The stargazer. We don’t catch a lot of them in the back bays or beaches of Ocean City, but we do catch enough that I wanted to let you know a little about this bottom dweller. The stargazer is a muscular bottom feeder that buries itself in the sand to ambush unsuspecting baitfish a lot like a flounder. They also inhabit the same areas of the bay as flounder, hence the reason that we will catch them in Ocean City on minnows, mullet, small spot, Gulp and lots of other baits used for flounder fishing. There are two reasons to be really careful when handling a stargazer. 1. Stargazers are venomous. They have poisonous spines on the back behind their gill plate just above the pectoral fin. (White circles below) 2. Stargazers can pulse electric shock. Stargazers are one of only a few fish that are bioelectrogenic.
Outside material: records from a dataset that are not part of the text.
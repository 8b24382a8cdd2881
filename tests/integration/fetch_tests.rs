//! HTTP classification and the retry loop against a mock server

use crate::common;
use harvest_engine::config::Config;
use harvest_engine::cache::MemoryCache;
use harvest_engine::crawler::{
    CrawlerEngine, Fetcher, HttpFetcher, IdentityRule, ItemError, Outcome, WorkItem,
};
use harvest_engine::storage::MemoryStore;
use std::sync::Arc;
use tokio_util::sync::CancellationToken;
use wiremock::matchers::{method, path};
use wiremock::{Mock, MockServer, ResponseTemplate};

fn config() -> Config {
    common::config(&["http://127.0.0.1/unused".to_string()], "unused.db", 1, "")
}

fn fetcher() -> HttpFetcher {
    let config = config();
    HttpFetcher::from_config(&config.engine, &config.user_agent).unwrap()
}

async fn mount(server: &MockServer, route: &str, response: ResponseTemplate) -> String {
    Mock::given(method("GET"))
        .and(path(route))
        .respond_with(response)
        .mount(server)
        .await;
    format!("{}{}", server.uri(), route)
}

#[tokio::test]
async fn test_html_page_is_fetched() {
    let server = MockServer::start().await;
    let url = mount(
        &server,
        "/ok",
        ResponseTemplate::new(200).set_body_raw("<title>fine</title>", "text/html; charset=utf-8"),
    )
    .await;

    let page = fetcher().fetch(&url).await.unwrap();
    assert_eq!(page.status_code, 200);
    assert!(page.content_type.starts_with("text/html"));
    assert!(page.body.contains("fine"));
}

#[tokio::test]
async fn test_classification() {
    let server = MockServer::start().await;
    let fetcher = fetcher();

    let cases = [
        ("/unavailable", ResponseTemplate::new(503), true),
        ("/throttled", ResponseTemplate::new(429), true),
        ("/missing", ResponseTemplate::new(404), false),
        ("/forbidden", ResponseTemplate::new(403), false),
        (
            "/json",
            ResponseTemplate::new(200).set_body_raw("{}", "application/json"),
            false,
        ),
        (
            "/empty",
            ResponseTemplate::new(200).set_body_raw("  ", "text/html"),
            false,
        ),
    ];

    for (route, response, transient) in cases {
        let url = mount(&server, route, response).await;
        let err = fetcher.fetch(&url).await.unwrap_err();
        assert_eq!(err.is_transient(), transient, "{}: {}", route, err);
        assert_eq!(err.url(), url);
    }
}

#[tokio::test]
async fn test_backoff_sleeps_between_transient_attempts() {
    let server = MockServer::start().await;
    Mock::given(method("GET"))
        .and(path("/flaky"))
        .respond_with(ResponseTemplate::new(502))
        .up_to_n_times(2)
        .mount(&server)
        .await;
    Mock::given(method("GET"))
        .and(path("/flaky"))
        .respond_with(ResponseTemplate::new(200).set_body_raw("<title>back</title>", "text/html"))
        .mount(&server)
        .await;

    let config = config();
    let engine = CrawlerEngine::new(
        Arc::new(fetcher()),
        Arc::new(MemoryCache::new(None)),
        Arc::new(MemoryStore::new()),
        &config.engine,
        &config.cache,
    )
    .with_identity(IdentityRule::Path);

    let mut item = WorkItem::new(format!("{}/flaky", server.uri()));
    let outcome = engine.process(&mut item, &CancellationToken::new()).await;

    assert!(outcome.is_success(), "{:?}", outcome);
    assert_eq!(item.attempt_count, 3);
    let stats = engine.stats().snapshot();
    assert_eq!(stats.backoff_sleeps, 2);
    assert_eq!(stats.fetch_attempts, 3);
}

#[tokio::test]
async fn test_retries_exhausted_becomes_permanent() {
    let server = MockServer::start().await;
    Mock::given(method("GET"))
        .respond_with(ResponseTemplate::new(500))
        .mount(&server)
        .await;

    let config = config();
    let engine = CrawlerEngine::new(
        Arc::new(fetcher()),
        Arc::new(MemoryCache::new(None)),
        Arc::new(MemoryStore::new()),
        &config.engine,
        &config.cache,
    );

    let mut item = WorkItem::new(format!("{}/down", server.uri()));
    let outcome = engine.process(&mut item, &CancellationToken::new()).await;

    match outcome {
        Outcome::PermanentFailure(ItemError::RetriesExhausted { attempts, .. }) => {
            assert_eq!(attempts, 3)
        }
        other => panic!("expected RetriesExhausted, got {:?}", other),
    }
    assert_eq!(server.received_requests().await.unwrap().len(), 3);
}
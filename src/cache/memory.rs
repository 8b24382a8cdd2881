//! In-process cache behind a single lock
//!
//! A `HashMap` holds the entries and a `BTreeSet` orders them by expiry so
//! that purging and capacity eviction both start from the entry that expires
//! first.

use crate::cache::{CacheResult, CacheStore};
use std::collections::{BTreeSet, HashMap};
use std::sync::atomic::{AtomicU64, Ordering};
use std::sync::Mutex;
use std::time::{Duration, Instant};

/// Longest lifetime an entry can get; larger TTLs are clamped to it
pub const MAX_TTL: Duration = Duration::from_secs(100 * 365 * 24 * 60 * 60);

#[derive(Debug)]
struct CacheEntry {
    value: String,
    expires_at: Instant,
    seq: u64,
}

#[derive(Debug, Default)]
struct Inner {
    entries: HashMap<String, CacheEntry>,
    by_expiry: BTreeSet<(Instant, u64, String)>,
    next_seq: u64,
}

impl Inner {
    fn take(&mut self, key: &str) -> Option<CacheEntry> {
        let entry = self.entries.remove(key)?;
        self.by_expiry
            .remove(&(entry.expires_at, entry.seq, key.to_string()));
        Some(entry)
    }

    fn purge_expired(&mut self, now: Instant) -> usize {
        let mut purged = 0;
        while let Some((expires_at, _, key)) = self.by_expiry.first().cloned() {
            if expires_at > now {
                break;
            }
            self.take(&key);
            purged += 1;
        }
        purged
    }

    fn evict_earliest(&mut self) -> bool {
        match self.by_expiry.first().cloned() {
            Some((_, _, key)) => self.take(&key).is_some(),
            None => false,
        }
    }
}

/// Hit/miss counters for a cache
#[derive(Debug, Clone, Copy, Default, PartialEq, Eq)]
pub struct CacheStats {
    pub hits: u64,
    pub misses: u64,
    pub evictions: u64,
    pub entries: usize,
}

impl CacheStats {
    /// Percentage of lookups that found a live entry
    pub fn hit_rate(&self) -> f64 {
        let total = self.hits + self.misses;
        if total == 0 {
            0.0
        } else {
            self.hits as f64 * 100.0 / total as f64
        }
    }
}

/// Memory-backed `CacheStore`
///
/// With a capacity set, inserting a new key into a full cache first purges
/// expired entries and then evicts the entry closest to expiry.
#[derive(Debug)]
pub struct MemoryCache {
    inner: Mutex<Inner>,
    capacity: Option<usize>,
    hits: AtomicU64,
    misses: AtomicU64,
    evictions: AtomicU64,
}

impl MemoryCache {
    pub fn new(capacity: Option<usize>) -> Self {
        Self {
            inner: Mutex::new(Inner::default()),
            capacity,
            hits: AtomicU64::new(0),
            misses: AtomicU64::new(0),
            evictions: AtomicU64::new(0),
        }
    }

    /// Number of stored entries, including expired ones not yet purged
    pub fn len(&self) -> usize {
        self.lock().entries.len()
    }

    pub fn is_empty(&self) -> bool {
        self.len() == 0
    }

    pub fn stats(&self) -> CacheStats {
        CacheStats {
            hits: self.hits.load(Ordering::Relaxed),
            misses: self.misses.load(Ordering::Relaxed),
            evictions: self.evictions.load(Ordering::Relaxed),
            entries: self.len(),
        }
    }

    fn lock(&self) -> std::sync::MutexGuard<'_, Inner> {
        // A panic while holding the lock cannot leave the map half-updated
        // in a way that breaks expiry, so keep serving.
        self.inner.lock().unwrap_or_else(|poisoned| poisoned.into_inner())
    }
}

impl Default for MemoryCache {
    fn default() -> Self {
        Self::new(None)
    }
}

impl CacheStore for MemoryCache {
    fn get(&self, key: &str) -> CacheResult<Option<String>> {
        let now = Instant::now();
        let mut inner = self.lock();

        let expired = match inner.entries.get(key) {
            Some(entry) if entry.expires_at > now => {
                self.hits.fetch_add(1, Ordering::Relaxed);
                return Ok(Some(entry.value.clone()));
            }
            Some(_) => true,
            None => false,
        };

        if expired {
            inner.take(key);
        }
        self.misses.fetch_add(1, Ordering::Relaxed);
        Ok(None)
    }

    fn put(&self, key: &str, value: String, ttl: Duration) -> CacheResult<()> {
        let now = Instant::now();
        let mut inner = self.lock();

        let replacing = inner.take(key).is_some();

        if let Some(capacity) = self.capacity {
            if !replacing && inner.entries.len() >= capacity {
                inner.purge_expired(now);
                while inner.entries.len() >= capacity {
                    if !inner.evict_earliest() {
                        break;
                    }
                    self.evictions.fetch_add(1, Ordering::Relaxed);
                }
            }
            if capacity == 0 {
                return Ok(());
            }
        }

        let seq = inner.next_seq;
        inner.next_seq += 1;
        let expires_at = now
            .checked_add(ttl.min(MAX_TTL))
            .unwrap_or(now + Duration::from_secs(24 * 60 * 60));
        inner
            .by_expiry
            .insert((expires_at, seq, key.to_string()));
        inner.entries.insert(
            key.to_string(),
            CacheEntry {
                value,
                expires_at,
                seq,
            },
        );

        Ok(())
    }

    fn remove(&self, key: &str) -> CacheResult<()> {
        self.lock().take(key);
        Ok(())
    }

    fn purge_expired(&self) -> CacheResult<usize> {
        Ok(self.lock().purge_expired(Instant::now()))
    }
}
//! Job lifecycle notifications
//!
//! The job driver emits an event when a job starts running, when it reaches a
//! terminal state, when its failure rate crosses the configured threshold and
//! periodically while it runs. Delivery failures are logged and never affect
//! the job.

mod webhook;

pub use webhook::WebhookNotifier;

use crate::jobs::Job;
use async_trait::async_trait;
use serde::Serialize;
use std::fmt;
use std::sync::Mutex;
use thiserror::Error;

/// Which lifecycle moment an event marks
#[derive(Debug, Clone, Copy, PartialEq, Eq, Serialize)]
#[serde(rename_all = "lowercase")]
pub enum EventKind {
    Start,
    Complete,
    Error,
    Progress,
}

impl fmt::Display for EventKind {
    fn fmt(&self, f: &mut fmt::Formatter<'_>) -> fmt::Result {
        let s = match self {
            EventKind::Start => "start",
            EventKind::Complete => "complete",
            EventKind::Error => "error",
            EventKind::Progress => "progress",
        };
        f.write_str(s)
    }
}

/// A notification about one job, carrying a snapshot taken when it was raised
#[derive(Debug, Clone, Serialize)]
pub struct JobEvent {
    pub kind: EventKind,
    pub job: Job,
    pub message: String,
}

impl JobEvent {
    pub fn new(kind: EventKind, job: Job, message: impl Into<String>) -> Self {
        Self {
            kind,
            job,
            message: message.into(),
        }
    }
}

#[derive(Debug, Error)]
pub enum NotifyError {
    #[error("Notification delivery failed: {0}")]
    Delivery(String),

    #[error("HTTP client error: {0}")]
    Http(#[from] reqwest::Error),
}

/// Outbound notification transport
#[async_trait]
pub trait NotificationSink: Send + Sync {
    async fn notify(&self, event: &JobEvent) -> Result<(), NotifyError>;
}

/// Writes events to the log
#[derive(Debug, Default, Clone, Copy)]
pub struct LogNotifier;

#[async_trait]
impl NotificationSink for LogNotifier {
    async fn notify(&self, event: &JobEvent) -> Result<(), NotifyError> {
        match event.kind {
            EventKind::Error => tracing::warn!(
                "[{}] job {} ({}): {}",
                event.kind,
                event.job.id,
                event.job.kind,
                event.message
            ),
            _ => tracing::info!(
                "[{}] job {} ({}): {}",
                event.kind,
                event.job.id,
                event.job.kind,
                event.message
            ),
        }
        Ok(())
    }
}

/// Keeps every event it receives, in order
#[derive(Debug, Default)]
pub struct MemorySink {
    events: Mutex<Vec<JobEvent>>,
}

impl MemorySink {
    pub fn new() -> Self {
        Self::default()
    }

    pub fn events(&self) -> Vec<JobEvent> {
        self.events
            .lock()
            .map(|events| events.clone())
            .unwrap_or_default()
    }

    /// Event kinds received so far, in order
    pub fn kinds(&self) -> Vec<EventKind> {
        self.events().iter().map(|e| e.kind).collect()
    }
}

#[async_trait]
impl NotificationSink for MemorySink {
    async fn notify(&self, event: &JobEvent) -> Result<(), NotifyError> {
        self.events
            .lock()
            .map_err(|_| NotifyError::Delivery("sink lock poisoned".to_string()))?
            .push(event.clone());
        Ok(())
    }
}

/// Delivers to `sink`, logging instead of propagating a failure
pub async fn deliver(sink: &dyn NotificationSink, event: JobEvent) {
    if let Err(e) = sink.notify(&event).await {
        tracing::warn!(
            "Failed to deliver {} notification for job {}: {}",
            event.kind,
            event.job.id,
            e
        );
    }
}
Meaning that they can generate true electric impulses with their body. The spots to look out for on our stargazer are just behind the eyes on the top of the head. (Black circles below) Back in the late 90’s when I was a mate on the party boat Tortuga with Captain Dan Lampe we caught a stargazer and put this to the test. We put the positive and negative leads of our battery tester on the two spots on the back of the head. At first nothing, but when the fish shook it’s head and tail it pegged the needle on the volt meter. Needless to say, we didn’t touch it with bare hands, and you shouldn’t either. The best idea is to use a pair of pliers to remove the hook.
Bear at the Oceanic Pier in downtown Ocean City submitted this photo of Wayne from Delaware who caught this 17″ keeper tautog on the pier’s lively sand fleas.